Bedrückende Stimmung im „Haus auf der Grenze“

Die Knetzgauer CSU unternahm eine abwechslungsreiche Fahrt in die Rhön.

Eine interessante und abwechslungsreiche Fahrt in die Rhön erlebten die Teilnehmer des traditionellen Tagesausflugs der CSU Knetzgau. Obwohl in diesem Jahr von einem „Goldenen Herbst“ nichts zu spüren war, gelangte man nach einer vom Ortsverband organisierten Frühstückspause gut gelaunt an der Mahn-, Gedenk- und Begegnungsstätte „Point Alpha“ an. Hier wurde den Besuchern aus Knetzgau im Rahmen einer Führung die Situation an der ehemaligen innerdeutschen Grenze vor Augen geführt.
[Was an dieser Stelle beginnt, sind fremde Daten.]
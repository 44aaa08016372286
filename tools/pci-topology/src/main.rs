use std::fmt::Write as _;
use std::fs;
use std::path::PathBuf;

use anyhow::{bail, Context};
use clap::{Parser, ValueEnum};
use pci_enum::{
    ApertureAllocator, DeviceKind, DeviceNode, DeviceTree, EnumerationConfig, EnumerationOutcome,
    EnumerationReport, EnumerationSession, NodeId, ResourceClass,
};
use pci_sim::{Topology, TopologySpec};
use serde::Serialize;
use tracing_subscriber::EnvFilter;

#[derive(Parser, Debug)]
#[command(
    name = "pci-topology",
    about = "Enumerate a simulated PCI platform described in JSON and print the assigned resources."
)]
struct Args {
    /// Topology description (JSON)
    topology: PathBuf,

    /// Output format
    #[arg(long, value_enum, default_value_t = Format::Text)]
    format: Format,

    /// Allocation rounds before a partial outcome is accepted (1-3)
    #[arg(long, value_name = "N", default_value_t = 3)]
    attempts: usize,

    /// Do not size expansion ROMs or reserve space for them
    #[arg(long, action = clap::ArgAction::SetTrue)]
    no_option_roms: bool,

    /// Fail unless every request was satisfied
    #[arg(long, action = clap::ArgAction::SetTrue)]
    strict: bool,

    /// Log engine activity to stderr (RUST_LOG overrides)
    #[arg(short, long, action = clap::ArgAction::SetTrue)]
    verbose: bool,
}

#[derive(Clone, Copy, Debug, ValueEnum)]
enum Format {
    Text,
    Json,
}

fn main() -> anyhow::Result<()> {
    let args = Args::parse();
    init_logging(args.verbose);
    run(args)
}

fn init_logging(verbose: bool) {
    let default = if verbose { "debug" } else { "warn" };
    let filter = EnvFilter::try_from_default_env().unwrap_or_else(|_| EnvFilter::new(default));
    tracing_subscriber::fmt()
        .with_env_filter(filter)
        .with_writer(std::io::stderr)
        .init();
}

fn run(args: Args) -> anyhow::Result<()> {
    if !(1..=3).contains(&args.attempts) {
        bail!("--attempts must be between 1 and 3, got {}", args.attempts);
    }
    let text = fs::read_to_string(&args.topology)
        .with_context(|| format!("read {}", args.topology.display()))?;
    let spec: TopologySpec = serde_json::from_str(&text)
        .with_context(|| format!("parse {}", args.topology.display()))?;
    let topology = Topology::from_spec(&spec).context("build simulated platform")?;

    let config = EnumerationConfig {
        probe_option_roms: !args.no_option_roms,
        max_allocation_attempts: args.attempts,
        ..EnumerationConfig::default()
    };
    let mut session = EnumerationSession::new(
        topology.bus,
        ApertureAllocator::new(topology.roots),
        config,
    )
    .with_hot_plug_policy(topology.hot_plug);
    let report = session.enumerate().context("enumerate")?;

    let summary = Summary::new(session.tree(), &report);
    match args.format {
        Format::Text => print!("{}", summary.to_text()),
        Format::Json => println!(
            "{}",
            serde_json::to_string_pretty(&summary).context("serialize summary")?
        ),
    }

    if args.strict && report.outcome != EnumerationOutcome::Complete {
        bail!("enumeration was not complete: {}", outcome_label(&report.outcome));
    }
    Ok(())
}

fn outcome_label(outcome: &EnumerationOutcome) -> String {
    match outcome {
        EnumerationOutcome::Complete => "complete".to_owned(),
        EnumerationOutcome::Reduced { stripped } => format!("reduced ({stripped:?} stripped)"),
        EnumerationOutcome::Partial {
            unsatisfied,
            stripped,
        } => {
            let missing: Vec<String> = unsatisfied
                .iter()
                .map(|(root, class)| format!("root {root} {class}"))
                .collect();
            format!(
                "partial ({stripped:?} stripped; unsatisfied: {})",
                missing.join(", ")
            )
        }
    }
}

#[derive(Debug, Serialize)]
struct Summary {
    outcome: String,
    attempts: usize,
    devices: usize,
    roots: Vec<FunctionSummary>,
    problems: Vec<String>,
}

#[derive(Debug, Serialize)]
struct FunctionSummary {
    bdf: String,
    kind: &'static str,
    #[serde(skip_serializing_if = "Option::is_none")]
    id: Option<String>,
    #[serde(skip_serializing_if = "Option::is_none")]
    buses: Option<[u8; 2]>,
    #[serde(skip_serializing_if = "Vec::is_empty")]
    windows: Vec<RangeSummary>,
    #[serde(skip_serializing_if = "Vec::is_empty")]
    bars: Vec<RangeSummary>,
    #[serde(skip_serializing_if = "Option::is_none")]
    rom: Option<RangeSummary>,
    committed: bool,
    #[serde(skip_serializing_if = "Vec::is_empty")]
    children: Vec<FunctionSummary>,
}

#[derive(Debug, Serialize)]
struct RangeSummary {
    #[serde(skip_serializing_if = "Option::is_none")]
    index: Option<u8>,
    class: String,
    base: u64,
    length: u64,
}

impl RangeSummary {
    fn label(&self) -> String {
        let name = match self.index {
            Some(index) => format!("BAR{index} {}", self.class),
            None => self.class.clone(),
        };
        format!("{name:<12} {:#010x}+{:#x}", self.base, self.length)
    }
}

impl Summary {
    fn new(tree: &DeviceTree, report: &EnumerationReport) -> Self {
        let roots = tree
            .roots()
            .iter()
            .filter_map(|&id| function_summary(tree, id))
            .collect();

        let mut problems = Vec::new();
        for (bdf, err) in &report.discovery.aborted {
            problems.push(format!("{bdf}: sub-tree not scanned: {err}"));
        }
        for (bdf, err) in &report.discovery.probe_faults {
            problems.push(format!("{bdf}: windows not sized: {err}"));
        }
        for (bridge, class, requested) in &report.capped {
            let at = tree
                .get(*bridge)
                .map(|node| node.bdf.to_string())
                .unwrap_or_default();
            problems.push(format!("{at}: {class} capped, {requested:#x} requested"));
        }
        for (bdf, err) in &report.program.faults {
            problems.push(format!("{bdf}: left disabled: {err}"));
        }
        if !report.program.unassigned.is_empty() {
            problems.push(format!(
                "{} window(s) left unassigned",
                report.program.unassigned.len()
            ));
        }

        Self {
            outcome: outcome_label(&report.outcome),
            attempts: report.attempts,
            devices: report.devices,
            roots,
            problems,
        }
    }

    fn to_text(&self) -> String {
        let mut out = String::new();
        for root in &self.roots {
            write_function(&mut out, root, 0);
        }
        let _ = writeln!(
            out,
            "{} device(s); outcome: {} after {} attempt(s)",
            self.devices, self.outcome, self.attempts
        );
        for problem in &self.problems {
            let _ = writeln!(out, "warning: {problem}");
        }
        out
    }
}

fn write_function(out: &mut String, function: &FunctionSummary, depth: usize) {
    let indent = "  ".repeat(depth);
    let mut line = format!("{indent}{} {}", function.bdf, function.kind);
    if let Some(id) = &function.id {
        let _ = write!(line, " [{id}]");
    }
    if let Some([secondary, subordinate]) = function.buses {
        let _ = write!(line, " bus {secondary:02x}-{subordinate:02x}");
    }
    if !function.committed && function.kind != "root" {
        line.push_str(" (not programmed)");
    }
    let _ = writeln!(out, "{line}");
    for range in function
        .windows
        .iter()
        .chain(&function.bars)
        .chain(&function.rom)
    {
        let _ = writeln!(out, "{indent}    {}", range.label());
    }
    for child in &function.children {
        write_function(out, child, depth + 1);
    }
}

fn kind_label(node: &DeviceNode) -> &'static str {
    match node.kind {
        DeviceKind::RootBridge { .. } => "root",
        DeviceKind::Endpoint => "endpoint",
        DeviceKind::PciBridge => "pci-bridge",
        DeviceKind::LegacyBridge => "legacy-bridge",
        DeviceKind::CardBusBridge => "cardbus-bridge",
    }
}

fn function_summary(tree: &DeviceTree, id: NodeId) -> Option<FunctionSummary> {
    let node = tree.get(id)?;
    let is_root = matches!(node.kind, DeviceKind::RootBridge { .. });
    let windows = node
        .bridge
        .as_ref()
        .map(|state| {
            ResourceClass::APERTURES
                .iter()
                .filter_map(|&class| {
                    state.window(class).map(|window| RangeSummary {
                        index: None,
                        class: class.to_string(),
                        base: window.base,
                        length: window.length,
                    })
                })
                .collect()
        })
        .unwrap_or_default();
    let bars = node
        .bars()
        .map(|bar| RangeSummary {
            index: Some(bar.index),
            class: bar.class.to_string(),
            base: bar.base,
            length: bar.length,
        })
        .collect();
    let rom = node.rom.map(|rom| RangeSummary {
        index: None,
        class: "rom".to_owned(),
        base: rom.base,
        length: rom.length,
    });

    Some(FunctionSummary {
        bdf: match node.kind {
            DeviceKind::RootBridge { index } => format!("root{index}"),
            _ => node.bdf.to_string(),
        },
        kind: kind_label(node),
        id: (!is_root).then(|| {
            format!(
                "{:04x}:{:04x} class {:02x}{:02x}",
                node.header.vendor_id(),
                node.header.device_id(),
                node.header.class(),
                node.header.subclass()
            )
        }),
        buses: node
            .bridge
            .as_ref()
            .map(|state| [state.secondary, state.subordinate]),
        windows,
        bars,
        rom,
        committed: node.committed,
        children: node
            .children()
            .iter()
            .filter_map(|&child| function_summary(tree, child))
            .collect(),
    })
}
Bedrückend war dabei vor allem die Ausstellung im „Haus auf der Grenze“, wo Grenzzäune, Personenminen und Selbstschussanlagen die Unmenschlichkeit des DDR-Regimes drastisch vor Augen führten. Auch der Umstand, dass die NATO im Ernstfall die Invasion der Truppen des Warschauer Pakts in dieser Gegend erwartete und von beiden Seiten bereits konkrete militärische Pläne für diese Situation ausgearbeitet worden waren, ließ alle dafür dankbar sein, dass diese Grenze heute verschwunden ist.

Nach einem Mittagessen in der thüringischen Stadt Geisa ging es anschließend weiter nach Bischofsheim an der Rhön. Hier ließ ein kräftiger Regenguss zwar einen Spaziergang durch den historischen Stadtkern kaum zu, dafür luden aber die zahlreichen Cafés zum Verweilen ein. Auf der Rückfahrt nach Knetzgau wurde anschließend noch ein Zwischenstopp in Greßthal eingelegt. Im Gasthaus „Goldener Stern“, das vom Knetzgauer Rudolf Schlereth betrieben wird, fand anlässlich des Kirchweihfestes ein schmackhaftes Wild- und Entenessen statt.

Als die Reisegesellschaft dann am Abend wohlbehalten nach Knetzgau zurückkehrte, stand für die meisten bereits fest, dass sie auch im kommenden Jahr wieder mit der CSU auf Reisen gehen werden.